▶ Assignment
Provide an exact copy of the lines from the beginning of the records through the line that includes "recomputing the hash.", and of no others.

************

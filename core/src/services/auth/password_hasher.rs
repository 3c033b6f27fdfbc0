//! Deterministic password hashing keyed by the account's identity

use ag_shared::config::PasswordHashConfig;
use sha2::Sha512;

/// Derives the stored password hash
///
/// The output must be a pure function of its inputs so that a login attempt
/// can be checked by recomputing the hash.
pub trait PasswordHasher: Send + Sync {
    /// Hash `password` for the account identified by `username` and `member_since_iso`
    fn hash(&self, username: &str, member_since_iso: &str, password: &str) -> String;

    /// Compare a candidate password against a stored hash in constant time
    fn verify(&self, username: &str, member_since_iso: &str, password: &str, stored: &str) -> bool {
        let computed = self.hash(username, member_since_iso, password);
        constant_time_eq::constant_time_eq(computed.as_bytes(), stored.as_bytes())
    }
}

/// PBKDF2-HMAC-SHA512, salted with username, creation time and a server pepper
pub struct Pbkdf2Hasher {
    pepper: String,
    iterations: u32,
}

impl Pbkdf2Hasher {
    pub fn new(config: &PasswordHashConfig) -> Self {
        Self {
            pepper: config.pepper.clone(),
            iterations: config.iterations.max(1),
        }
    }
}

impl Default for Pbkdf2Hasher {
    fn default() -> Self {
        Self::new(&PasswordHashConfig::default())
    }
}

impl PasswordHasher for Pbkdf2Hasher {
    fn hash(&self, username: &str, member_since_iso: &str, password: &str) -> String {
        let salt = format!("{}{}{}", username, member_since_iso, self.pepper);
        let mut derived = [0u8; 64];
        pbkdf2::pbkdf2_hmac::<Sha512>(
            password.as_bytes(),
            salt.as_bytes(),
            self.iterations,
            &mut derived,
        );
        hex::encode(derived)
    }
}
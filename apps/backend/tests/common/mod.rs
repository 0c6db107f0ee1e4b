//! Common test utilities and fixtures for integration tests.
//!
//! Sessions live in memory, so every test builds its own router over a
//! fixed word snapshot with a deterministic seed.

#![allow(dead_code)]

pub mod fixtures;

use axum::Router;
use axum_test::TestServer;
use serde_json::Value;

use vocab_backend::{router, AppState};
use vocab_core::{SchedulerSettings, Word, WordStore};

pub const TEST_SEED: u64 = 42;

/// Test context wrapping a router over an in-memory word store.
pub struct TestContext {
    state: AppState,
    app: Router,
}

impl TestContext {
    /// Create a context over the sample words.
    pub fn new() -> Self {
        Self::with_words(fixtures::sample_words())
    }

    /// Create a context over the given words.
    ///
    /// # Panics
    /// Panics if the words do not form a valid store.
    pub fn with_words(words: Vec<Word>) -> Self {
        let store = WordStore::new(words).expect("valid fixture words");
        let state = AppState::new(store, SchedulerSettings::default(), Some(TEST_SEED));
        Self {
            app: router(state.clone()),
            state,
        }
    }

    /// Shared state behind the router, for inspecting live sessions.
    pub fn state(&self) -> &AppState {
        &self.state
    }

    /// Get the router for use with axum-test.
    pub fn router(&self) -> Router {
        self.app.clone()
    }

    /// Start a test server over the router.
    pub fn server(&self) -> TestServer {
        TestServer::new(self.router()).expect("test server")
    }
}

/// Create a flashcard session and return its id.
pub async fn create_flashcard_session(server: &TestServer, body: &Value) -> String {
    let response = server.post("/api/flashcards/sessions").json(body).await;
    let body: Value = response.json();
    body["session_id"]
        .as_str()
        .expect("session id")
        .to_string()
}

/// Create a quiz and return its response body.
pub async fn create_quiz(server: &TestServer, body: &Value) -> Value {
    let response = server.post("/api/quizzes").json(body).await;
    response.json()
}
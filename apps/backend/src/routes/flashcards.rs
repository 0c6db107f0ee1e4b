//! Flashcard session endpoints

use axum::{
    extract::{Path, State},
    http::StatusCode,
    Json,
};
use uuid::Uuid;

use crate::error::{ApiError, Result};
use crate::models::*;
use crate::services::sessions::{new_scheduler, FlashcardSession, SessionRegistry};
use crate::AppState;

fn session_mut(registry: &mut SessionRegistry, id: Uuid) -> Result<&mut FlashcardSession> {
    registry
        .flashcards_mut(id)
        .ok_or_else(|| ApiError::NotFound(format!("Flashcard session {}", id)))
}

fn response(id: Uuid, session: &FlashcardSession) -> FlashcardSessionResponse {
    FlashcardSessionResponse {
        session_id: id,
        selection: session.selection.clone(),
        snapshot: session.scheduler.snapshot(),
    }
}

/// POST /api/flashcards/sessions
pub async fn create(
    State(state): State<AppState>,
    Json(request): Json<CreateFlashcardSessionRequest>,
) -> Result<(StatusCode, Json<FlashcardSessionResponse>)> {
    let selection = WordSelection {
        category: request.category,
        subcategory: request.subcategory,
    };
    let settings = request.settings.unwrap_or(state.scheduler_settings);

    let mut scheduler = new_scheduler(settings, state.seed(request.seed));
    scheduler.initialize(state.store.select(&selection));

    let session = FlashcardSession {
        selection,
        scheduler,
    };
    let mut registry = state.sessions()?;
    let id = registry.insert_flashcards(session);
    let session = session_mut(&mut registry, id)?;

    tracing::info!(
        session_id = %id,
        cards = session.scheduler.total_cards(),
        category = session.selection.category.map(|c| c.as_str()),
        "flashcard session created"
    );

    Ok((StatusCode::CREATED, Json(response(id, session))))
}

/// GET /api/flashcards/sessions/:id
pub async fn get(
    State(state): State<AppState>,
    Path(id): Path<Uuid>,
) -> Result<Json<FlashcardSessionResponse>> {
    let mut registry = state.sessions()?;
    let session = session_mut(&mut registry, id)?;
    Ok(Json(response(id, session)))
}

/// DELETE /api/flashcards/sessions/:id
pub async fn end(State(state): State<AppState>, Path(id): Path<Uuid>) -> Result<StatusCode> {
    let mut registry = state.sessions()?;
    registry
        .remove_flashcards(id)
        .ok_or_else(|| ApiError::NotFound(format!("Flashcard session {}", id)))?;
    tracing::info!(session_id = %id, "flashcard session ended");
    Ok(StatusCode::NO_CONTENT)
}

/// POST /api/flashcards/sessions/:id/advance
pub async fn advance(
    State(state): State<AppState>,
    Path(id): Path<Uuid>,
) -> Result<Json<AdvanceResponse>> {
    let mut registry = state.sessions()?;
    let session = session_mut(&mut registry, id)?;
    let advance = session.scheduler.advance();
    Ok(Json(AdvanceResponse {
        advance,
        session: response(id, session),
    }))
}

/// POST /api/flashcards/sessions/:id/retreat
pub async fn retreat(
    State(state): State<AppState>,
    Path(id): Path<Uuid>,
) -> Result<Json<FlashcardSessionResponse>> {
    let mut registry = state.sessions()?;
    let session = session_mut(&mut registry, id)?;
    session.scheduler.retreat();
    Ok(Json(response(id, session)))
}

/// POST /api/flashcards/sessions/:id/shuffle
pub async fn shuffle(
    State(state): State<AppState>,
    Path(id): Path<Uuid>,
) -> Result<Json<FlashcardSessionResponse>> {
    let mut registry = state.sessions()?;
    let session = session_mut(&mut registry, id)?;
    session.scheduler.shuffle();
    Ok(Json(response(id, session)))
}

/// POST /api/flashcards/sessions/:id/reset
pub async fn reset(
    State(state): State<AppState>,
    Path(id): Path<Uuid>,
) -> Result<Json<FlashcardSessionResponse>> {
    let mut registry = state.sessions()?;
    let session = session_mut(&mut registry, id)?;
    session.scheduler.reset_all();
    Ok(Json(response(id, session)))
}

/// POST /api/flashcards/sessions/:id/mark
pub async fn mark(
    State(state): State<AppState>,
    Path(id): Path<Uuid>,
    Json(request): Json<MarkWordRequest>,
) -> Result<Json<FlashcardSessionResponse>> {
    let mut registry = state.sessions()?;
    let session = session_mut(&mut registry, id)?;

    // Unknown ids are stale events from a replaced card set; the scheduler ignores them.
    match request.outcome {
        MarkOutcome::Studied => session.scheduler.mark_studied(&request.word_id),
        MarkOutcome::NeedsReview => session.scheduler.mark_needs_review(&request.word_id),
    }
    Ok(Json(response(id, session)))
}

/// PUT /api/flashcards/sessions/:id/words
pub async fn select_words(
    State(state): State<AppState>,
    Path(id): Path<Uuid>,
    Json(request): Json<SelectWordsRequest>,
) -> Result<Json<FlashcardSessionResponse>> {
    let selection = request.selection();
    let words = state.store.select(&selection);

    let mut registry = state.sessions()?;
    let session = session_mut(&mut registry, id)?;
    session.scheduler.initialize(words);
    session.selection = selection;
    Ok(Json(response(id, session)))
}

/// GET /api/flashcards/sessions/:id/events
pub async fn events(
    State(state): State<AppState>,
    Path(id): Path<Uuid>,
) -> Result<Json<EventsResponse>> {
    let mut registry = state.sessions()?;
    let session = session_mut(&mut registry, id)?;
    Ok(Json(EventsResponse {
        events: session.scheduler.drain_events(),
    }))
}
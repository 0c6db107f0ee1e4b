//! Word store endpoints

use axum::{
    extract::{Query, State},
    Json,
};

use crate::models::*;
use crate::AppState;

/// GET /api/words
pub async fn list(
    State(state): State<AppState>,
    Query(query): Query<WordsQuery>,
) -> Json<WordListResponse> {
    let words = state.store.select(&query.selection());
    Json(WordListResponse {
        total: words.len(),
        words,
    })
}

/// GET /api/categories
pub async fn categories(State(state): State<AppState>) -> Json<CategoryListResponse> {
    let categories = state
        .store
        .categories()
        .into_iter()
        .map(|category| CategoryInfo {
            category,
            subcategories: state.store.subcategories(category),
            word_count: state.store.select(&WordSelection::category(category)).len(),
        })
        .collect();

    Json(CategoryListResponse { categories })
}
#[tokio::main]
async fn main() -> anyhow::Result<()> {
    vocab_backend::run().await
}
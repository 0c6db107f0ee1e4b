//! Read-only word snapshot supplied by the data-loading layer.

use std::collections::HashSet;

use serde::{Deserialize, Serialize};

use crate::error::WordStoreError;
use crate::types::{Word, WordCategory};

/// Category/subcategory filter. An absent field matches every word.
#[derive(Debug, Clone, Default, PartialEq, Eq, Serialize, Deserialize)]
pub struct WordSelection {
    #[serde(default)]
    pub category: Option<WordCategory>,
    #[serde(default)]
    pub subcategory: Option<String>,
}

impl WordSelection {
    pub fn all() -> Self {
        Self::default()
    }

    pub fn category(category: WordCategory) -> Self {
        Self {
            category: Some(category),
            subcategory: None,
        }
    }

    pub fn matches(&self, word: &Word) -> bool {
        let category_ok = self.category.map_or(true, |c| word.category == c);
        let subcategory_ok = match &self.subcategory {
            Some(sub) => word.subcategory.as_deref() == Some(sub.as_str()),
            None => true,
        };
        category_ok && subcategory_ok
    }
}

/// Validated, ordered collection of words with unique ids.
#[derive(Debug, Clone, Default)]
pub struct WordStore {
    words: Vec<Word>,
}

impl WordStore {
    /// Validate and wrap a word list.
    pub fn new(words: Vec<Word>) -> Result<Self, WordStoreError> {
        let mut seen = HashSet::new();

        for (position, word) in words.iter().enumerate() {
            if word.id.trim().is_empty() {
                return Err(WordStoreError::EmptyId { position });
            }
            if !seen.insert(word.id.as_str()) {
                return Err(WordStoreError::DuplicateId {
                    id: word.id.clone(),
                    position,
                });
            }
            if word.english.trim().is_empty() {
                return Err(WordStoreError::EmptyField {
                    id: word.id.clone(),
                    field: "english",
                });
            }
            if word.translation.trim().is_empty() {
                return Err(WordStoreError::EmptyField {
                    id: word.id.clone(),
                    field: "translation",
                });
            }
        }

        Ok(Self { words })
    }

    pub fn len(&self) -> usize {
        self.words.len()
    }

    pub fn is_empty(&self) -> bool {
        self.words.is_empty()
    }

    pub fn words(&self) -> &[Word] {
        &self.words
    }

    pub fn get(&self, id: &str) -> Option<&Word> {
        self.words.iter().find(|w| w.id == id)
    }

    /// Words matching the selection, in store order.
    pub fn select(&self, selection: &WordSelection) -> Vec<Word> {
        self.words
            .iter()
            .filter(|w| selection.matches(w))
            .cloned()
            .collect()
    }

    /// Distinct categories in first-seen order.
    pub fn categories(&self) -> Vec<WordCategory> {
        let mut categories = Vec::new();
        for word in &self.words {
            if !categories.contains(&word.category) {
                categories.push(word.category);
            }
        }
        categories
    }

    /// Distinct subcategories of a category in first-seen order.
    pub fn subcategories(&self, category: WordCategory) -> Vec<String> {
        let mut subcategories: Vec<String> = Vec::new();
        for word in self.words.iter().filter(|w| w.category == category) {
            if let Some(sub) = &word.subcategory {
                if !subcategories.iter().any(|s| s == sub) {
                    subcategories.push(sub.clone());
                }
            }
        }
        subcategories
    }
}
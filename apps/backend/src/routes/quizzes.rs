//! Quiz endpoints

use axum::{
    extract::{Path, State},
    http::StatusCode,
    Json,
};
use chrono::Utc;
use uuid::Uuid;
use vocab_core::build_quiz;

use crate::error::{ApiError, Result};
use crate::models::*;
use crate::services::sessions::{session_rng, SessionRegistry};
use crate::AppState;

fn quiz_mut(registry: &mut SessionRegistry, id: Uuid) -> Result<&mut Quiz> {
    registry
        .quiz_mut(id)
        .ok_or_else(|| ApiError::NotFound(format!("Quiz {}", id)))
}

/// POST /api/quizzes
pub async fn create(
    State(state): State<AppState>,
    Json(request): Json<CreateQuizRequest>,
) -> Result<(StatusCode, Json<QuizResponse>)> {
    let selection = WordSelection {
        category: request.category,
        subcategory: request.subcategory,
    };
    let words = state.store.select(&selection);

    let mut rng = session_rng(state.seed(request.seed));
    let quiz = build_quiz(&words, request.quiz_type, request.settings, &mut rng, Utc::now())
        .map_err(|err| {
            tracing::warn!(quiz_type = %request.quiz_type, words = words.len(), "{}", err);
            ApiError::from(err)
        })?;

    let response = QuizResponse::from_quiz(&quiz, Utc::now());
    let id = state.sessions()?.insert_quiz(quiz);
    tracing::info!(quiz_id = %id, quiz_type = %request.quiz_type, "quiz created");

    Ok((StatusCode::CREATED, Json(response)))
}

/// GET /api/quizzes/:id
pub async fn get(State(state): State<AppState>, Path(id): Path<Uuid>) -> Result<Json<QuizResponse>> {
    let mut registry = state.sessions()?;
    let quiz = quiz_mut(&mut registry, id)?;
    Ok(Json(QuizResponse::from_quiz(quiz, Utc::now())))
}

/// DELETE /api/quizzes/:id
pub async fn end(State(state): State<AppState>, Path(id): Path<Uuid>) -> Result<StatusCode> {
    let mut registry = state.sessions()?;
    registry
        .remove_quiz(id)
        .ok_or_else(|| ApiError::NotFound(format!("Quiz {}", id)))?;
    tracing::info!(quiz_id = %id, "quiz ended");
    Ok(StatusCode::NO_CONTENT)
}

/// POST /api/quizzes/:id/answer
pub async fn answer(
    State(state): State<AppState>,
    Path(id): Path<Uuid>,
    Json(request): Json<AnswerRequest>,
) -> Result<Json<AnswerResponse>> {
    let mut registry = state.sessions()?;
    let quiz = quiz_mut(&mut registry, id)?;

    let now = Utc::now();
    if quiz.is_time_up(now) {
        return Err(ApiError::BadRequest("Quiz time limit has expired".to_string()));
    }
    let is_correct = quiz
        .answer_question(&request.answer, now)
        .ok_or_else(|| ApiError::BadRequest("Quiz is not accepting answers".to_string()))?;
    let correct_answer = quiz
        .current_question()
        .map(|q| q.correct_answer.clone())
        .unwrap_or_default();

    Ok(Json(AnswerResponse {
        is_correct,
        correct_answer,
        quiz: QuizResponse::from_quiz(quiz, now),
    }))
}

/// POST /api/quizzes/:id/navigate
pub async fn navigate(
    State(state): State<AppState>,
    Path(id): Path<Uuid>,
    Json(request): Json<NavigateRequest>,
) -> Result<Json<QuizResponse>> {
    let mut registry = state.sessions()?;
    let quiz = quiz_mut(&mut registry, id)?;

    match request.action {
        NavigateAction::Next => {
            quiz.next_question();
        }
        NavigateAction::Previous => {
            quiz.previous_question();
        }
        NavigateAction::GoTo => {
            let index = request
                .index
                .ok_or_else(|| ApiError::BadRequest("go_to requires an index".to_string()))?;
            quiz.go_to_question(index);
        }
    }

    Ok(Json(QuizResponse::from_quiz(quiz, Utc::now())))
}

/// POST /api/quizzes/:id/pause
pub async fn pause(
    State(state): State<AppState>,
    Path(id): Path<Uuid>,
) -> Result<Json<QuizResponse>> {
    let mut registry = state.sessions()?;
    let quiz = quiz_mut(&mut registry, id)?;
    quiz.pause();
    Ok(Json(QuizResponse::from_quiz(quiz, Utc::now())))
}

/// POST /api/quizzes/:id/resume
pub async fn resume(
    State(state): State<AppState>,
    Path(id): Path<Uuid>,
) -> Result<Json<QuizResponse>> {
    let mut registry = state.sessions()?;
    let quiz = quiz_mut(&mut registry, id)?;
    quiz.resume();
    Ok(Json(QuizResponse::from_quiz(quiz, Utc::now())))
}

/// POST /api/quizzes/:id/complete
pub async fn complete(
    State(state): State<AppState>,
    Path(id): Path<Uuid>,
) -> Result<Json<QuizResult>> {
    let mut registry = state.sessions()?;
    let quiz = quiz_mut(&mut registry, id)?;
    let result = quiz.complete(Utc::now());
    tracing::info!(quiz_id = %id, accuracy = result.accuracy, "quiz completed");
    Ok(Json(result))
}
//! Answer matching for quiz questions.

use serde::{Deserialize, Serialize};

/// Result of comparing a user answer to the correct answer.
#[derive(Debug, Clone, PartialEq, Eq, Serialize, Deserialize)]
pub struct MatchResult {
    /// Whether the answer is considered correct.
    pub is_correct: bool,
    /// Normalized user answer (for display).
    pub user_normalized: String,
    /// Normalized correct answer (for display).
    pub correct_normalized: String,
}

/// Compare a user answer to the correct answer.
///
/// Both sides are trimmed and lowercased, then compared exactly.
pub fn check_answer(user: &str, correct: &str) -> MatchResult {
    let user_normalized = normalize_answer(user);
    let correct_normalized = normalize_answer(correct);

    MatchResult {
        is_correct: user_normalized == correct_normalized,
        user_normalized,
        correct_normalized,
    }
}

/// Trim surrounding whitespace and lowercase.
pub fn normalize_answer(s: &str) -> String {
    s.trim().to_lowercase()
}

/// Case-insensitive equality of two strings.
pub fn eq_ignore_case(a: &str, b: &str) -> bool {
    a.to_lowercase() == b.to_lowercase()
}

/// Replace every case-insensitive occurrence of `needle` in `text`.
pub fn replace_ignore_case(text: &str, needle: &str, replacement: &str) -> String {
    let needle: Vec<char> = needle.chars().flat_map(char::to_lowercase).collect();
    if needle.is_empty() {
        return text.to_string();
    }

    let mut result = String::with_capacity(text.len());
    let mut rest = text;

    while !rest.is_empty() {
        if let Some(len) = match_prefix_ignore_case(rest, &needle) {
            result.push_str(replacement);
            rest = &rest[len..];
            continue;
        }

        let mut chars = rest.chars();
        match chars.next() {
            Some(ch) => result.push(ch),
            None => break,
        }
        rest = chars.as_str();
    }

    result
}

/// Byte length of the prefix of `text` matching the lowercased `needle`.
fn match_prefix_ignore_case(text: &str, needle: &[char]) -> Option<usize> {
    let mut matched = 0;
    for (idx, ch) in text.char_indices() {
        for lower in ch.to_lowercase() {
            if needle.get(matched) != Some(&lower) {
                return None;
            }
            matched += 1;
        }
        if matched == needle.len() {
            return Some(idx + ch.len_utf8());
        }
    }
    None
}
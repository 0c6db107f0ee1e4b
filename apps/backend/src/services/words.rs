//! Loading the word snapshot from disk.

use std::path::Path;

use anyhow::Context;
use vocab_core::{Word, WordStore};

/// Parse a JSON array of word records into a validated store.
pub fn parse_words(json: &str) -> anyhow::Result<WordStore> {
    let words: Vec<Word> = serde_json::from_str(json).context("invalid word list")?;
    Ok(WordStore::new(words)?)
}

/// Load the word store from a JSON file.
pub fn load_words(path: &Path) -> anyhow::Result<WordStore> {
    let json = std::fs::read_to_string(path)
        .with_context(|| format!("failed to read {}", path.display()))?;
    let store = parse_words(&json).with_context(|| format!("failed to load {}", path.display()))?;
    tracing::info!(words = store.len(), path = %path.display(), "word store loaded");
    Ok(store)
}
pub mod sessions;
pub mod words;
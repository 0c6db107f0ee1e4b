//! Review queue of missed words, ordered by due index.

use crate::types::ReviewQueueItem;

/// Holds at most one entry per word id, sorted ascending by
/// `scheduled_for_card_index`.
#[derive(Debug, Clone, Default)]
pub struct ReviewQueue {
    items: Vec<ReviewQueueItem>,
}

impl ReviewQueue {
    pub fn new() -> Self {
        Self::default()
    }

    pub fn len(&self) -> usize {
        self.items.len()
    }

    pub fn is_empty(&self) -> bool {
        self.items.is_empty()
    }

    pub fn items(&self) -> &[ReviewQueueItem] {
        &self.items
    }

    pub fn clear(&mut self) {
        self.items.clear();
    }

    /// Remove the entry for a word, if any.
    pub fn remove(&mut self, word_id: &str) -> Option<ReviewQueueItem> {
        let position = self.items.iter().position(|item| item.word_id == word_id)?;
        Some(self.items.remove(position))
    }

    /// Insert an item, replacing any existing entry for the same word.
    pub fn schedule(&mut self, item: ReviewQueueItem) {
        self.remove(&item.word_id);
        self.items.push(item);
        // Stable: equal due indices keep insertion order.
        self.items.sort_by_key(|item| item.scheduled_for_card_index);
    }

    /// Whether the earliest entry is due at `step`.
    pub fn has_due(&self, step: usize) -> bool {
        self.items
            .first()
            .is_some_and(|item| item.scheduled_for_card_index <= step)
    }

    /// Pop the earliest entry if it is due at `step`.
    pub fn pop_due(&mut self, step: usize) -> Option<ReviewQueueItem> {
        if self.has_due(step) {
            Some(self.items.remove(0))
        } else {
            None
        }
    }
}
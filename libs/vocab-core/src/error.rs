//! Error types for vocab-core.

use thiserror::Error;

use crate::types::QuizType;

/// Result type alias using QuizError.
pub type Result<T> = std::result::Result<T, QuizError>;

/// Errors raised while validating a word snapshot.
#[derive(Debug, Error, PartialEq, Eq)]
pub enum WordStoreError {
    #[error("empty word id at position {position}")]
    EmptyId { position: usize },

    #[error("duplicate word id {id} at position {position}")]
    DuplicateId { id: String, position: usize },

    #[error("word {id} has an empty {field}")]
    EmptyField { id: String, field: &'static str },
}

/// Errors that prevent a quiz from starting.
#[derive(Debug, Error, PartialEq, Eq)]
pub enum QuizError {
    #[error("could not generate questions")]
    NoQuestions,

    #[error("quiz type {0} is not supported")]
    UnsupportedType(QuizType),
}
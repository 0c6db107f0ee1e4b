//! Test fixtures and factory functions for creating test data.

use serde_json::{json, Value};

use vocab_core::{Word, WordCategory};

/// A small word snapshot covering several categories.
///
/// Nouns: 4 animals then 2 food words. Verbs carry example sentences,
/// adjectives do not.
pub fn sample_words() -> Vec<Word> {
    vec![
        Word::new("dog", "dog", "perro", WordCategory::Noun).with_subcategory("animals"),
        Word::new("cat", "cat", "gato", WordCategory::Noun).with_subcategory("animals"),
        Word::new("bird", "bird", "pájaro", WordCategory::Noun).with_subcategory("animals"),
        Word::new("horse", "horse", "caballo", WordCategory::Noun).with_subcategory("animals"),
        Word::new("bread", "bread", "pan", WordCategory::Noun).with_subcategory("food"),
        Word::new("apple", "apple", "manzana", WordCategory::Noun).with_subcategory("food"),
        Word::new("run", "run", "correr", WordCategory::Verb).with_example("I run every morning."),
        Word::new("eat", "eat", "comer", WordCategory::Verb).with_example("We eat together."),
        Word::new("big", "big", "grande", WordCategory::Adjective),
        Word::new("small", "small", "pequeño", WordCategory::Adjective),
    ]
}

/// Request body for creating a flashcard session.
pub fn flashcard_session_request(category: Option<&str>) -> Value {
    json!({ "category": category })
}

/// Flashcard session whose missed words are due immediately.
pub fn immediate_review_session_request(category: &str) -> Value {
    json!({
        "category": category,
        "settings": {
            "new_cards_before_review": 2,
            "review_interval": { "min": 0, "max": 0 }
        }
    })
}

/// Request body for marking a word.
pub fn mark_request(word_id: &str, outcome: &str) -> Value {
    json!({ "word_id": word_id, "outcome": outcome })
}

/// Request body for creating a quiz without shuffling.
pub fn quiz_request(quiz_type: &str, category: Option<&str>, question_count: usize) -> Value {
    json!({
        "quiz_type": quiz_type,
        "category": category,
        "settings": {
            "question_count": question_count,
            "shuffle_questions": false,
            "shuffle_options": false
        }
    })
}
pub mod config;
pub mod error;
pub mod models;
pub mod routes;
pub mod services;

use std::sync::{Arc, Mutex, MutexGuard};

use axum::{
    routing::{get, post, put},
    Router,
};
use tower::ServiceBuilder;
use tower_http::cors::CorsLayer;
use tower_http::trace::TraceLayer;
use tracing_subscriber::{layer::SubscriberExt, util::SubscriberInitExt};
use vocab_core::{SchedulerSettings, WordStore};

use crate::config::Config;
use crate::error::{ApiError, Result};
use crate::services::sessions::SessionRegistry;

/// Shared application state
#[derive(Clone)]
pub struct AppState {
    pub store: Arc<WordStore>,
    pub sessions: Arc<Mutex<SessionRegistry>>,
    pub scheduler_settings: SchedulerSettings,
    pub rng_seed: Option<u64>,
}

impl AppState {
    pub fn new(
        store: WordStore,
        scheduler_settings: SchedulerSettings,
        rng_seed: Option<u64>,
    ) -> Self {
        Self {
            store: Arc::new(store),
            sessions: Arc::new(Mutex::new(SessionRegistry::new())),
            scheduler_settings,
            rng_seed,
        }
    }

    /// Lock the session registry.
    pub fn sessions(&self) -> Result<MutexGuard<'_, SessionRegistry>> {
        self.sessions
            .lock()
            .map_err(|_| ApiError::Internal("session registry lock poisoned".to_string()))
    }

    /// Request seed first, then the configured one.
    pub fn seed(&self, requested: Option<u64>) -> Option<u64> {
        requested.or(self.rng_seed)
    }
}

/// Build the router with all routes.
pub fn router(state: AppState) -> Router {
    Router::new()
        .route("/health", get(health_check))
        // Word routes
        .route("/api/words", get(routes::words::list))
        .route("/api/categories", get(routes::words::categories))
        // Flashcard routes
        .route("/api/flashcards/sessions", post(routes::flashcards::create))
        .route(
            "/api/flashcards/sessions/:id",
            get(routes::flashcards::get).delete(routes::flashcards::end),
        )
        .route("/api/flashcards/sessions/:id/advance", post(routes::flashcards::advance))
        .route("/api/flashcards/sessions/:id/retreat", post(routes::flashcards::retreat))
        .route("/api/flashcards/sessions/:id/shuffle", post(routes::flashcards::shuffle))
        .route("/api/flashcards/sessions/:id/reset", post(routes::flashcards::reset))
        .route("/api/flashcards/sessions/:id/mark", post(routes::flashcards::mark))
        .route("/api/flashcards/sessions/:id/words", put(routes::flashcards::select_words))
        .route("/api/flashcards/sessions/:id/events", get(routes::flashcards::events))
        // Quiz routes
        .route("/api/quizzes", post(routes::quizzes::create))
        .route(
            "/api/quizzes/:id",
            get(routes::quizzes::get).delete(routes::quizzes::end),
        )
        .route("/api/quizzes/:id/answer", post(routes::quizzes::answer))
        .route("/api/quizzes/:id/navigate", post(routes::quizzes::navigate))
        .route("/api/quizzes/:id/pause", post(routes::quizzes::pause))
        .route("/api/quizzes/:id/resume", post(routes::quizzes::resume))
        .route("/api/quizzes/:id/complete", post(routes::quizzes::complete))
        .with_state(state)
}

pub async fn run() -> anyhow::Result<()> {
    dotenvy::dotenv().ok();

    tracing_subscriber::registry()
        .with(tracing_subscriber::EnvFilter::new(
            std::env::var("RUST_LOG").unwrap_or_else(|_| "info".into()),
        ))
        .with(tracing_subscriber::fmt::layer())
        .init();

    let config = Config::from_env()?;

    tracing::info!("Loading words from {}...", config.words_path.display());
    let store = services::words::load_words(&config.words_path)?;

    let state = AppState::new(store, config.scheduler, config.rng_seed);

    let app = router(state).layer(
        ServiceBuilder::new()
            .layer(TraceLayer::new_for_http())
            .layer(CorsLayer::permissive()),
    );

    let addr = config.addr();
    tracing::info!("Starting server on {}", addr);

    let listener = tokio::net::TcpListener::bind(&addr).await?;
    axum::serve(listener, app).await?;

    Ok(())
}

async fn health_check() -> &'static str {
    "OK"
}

************

▶ Response below
filename core/src/services/auth/password_hasher.rs
repository 3c033b6f27fdfbc0
//! Deterministic password hashing keyed by the account's identity

use ag_shared::config::PasswordHashConfig;
use sha2::Sha512;

/// Derives the stored password hash
///
/// The output must be a pure function of its inputs so that a login attempt
/// can be checked by recomputing the hash.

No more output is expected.